Check every line of the data below for the word "QueryResult". Copy the ones that have it.

Dataset records:
+ + +

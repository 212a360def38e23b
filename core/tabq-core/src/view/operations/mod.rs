//! View transformations
//!
//! 각 단계는 `&View`를 빌려 새 `View`를 만듭니다. 레코드 단위 평가는
//! [`ParallelQueryExecutor`](crate::sql::executor::ParallelQueryExecutor)를 통해
//! 청크 병렬로 수행되고, 그룹 맵 구성/정렬/집합 연산 중복 제거는 단일 스레드입니다.

mod analytic;
mod filter;
mod group;
mod join;
mod limit;
mod projection;
mod set_ops;
mod sort;

pub(crate) use sort::compare_sort_keys;

use super::{Record, View};
use crate::error::{QueryError, QueryResult};
use crate::sql::filter::{Filter, ScopeFrame};
use std::sync::atomic::Ordering;

impl View {
    /// Same metadata over a new record list.
    pub(crate) fn with_records(&self, records: Vec<Record>) -> View {
        View {
            header: self.header.clone(),
            records,
            is_grouped: self.is_grouped,
            materialized: self.materialized.clone(),
            selected: self.selected.clone(),
            source: self.source.clone(),
            sort_values: None,
        }
    }
}

/// Evaluate `f` once per record, in parallel chunks, keeping record order.
///
/// Each chunk owns one scope and pushes/pops the record frame around `f`.
pub(crate) fn map_records<T, F>(view: &View, filter: &Filter<'_>, f: F) -> QueryResult<Vec<T>>
where
    T: Send,
    F: Fn(&Filter<'_>, &Record) -> QueryResult<T> + Sync,
{
    filter.context().parallel.map_chunks(view.len(), |range, cancel| {
        let mut scope = filter.clone();
        let mut out = Vec::with_capacity(range.len());
        for record in &view.records[range] {
            if cancel.load(Ordering::Relaxed) {
                return Err(QueryError::Cancelled);
            }
            scope.push(ScopeFrame {
                view,
                record,
                member: None,
            });
            let result = f(&scope, record);
            scope.pop();
            out.push(result?);
        }
        Ok(out)
    })
}


#[cfg(test)]
mod tests {
    use super::map_records;
    use super::testing::{context, int_rows, table};
    use crate::sql::ast::ColumnRef;
    use crate::sql::filter::{Filter, Variables};
    use crate::value::Value;

    #[test]
    fn map_records_scopes_each_record_innermost() {
        let ctx = context();
        let vars = Variables::new();
        let outer = table("o", &["c1"], int_rows(&[100]));
        let view = table("t", &["c1"], int_rows(&[1, 2, 3, 4, 5, 6, 7]));
        let base = Filter::new(&ctx, &vars);
        let filter = base.with_record(&outer, &outer.records[0]);
        let c1 = ColumnRef {
            qualifier: None,
            name: "c1".to_string(),
        };

        let seen = map_records(&view, &filter, |scope, _| Ok((scope.depth(), scope.resolve_column(&c1)?))).unwrap();
        assert_eq!(
            seen,
            (1..=7).map(|i| (2, Value::Integer(i))).collect::<Vec<_>>()
        );
        assert_eq!(filter.depth(), 1);
    }
}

+ + +

Solution below:
use crate::error::{QueryError, QueryResult};
pub(crate) fn map_records<T, F>(view: &View, filter: &Filter<'_>, f: F) -> QueryResult<Vec<T>>
    F: Fn(&Filter<'_>, &Record) -> QueryResult<T> + Sync,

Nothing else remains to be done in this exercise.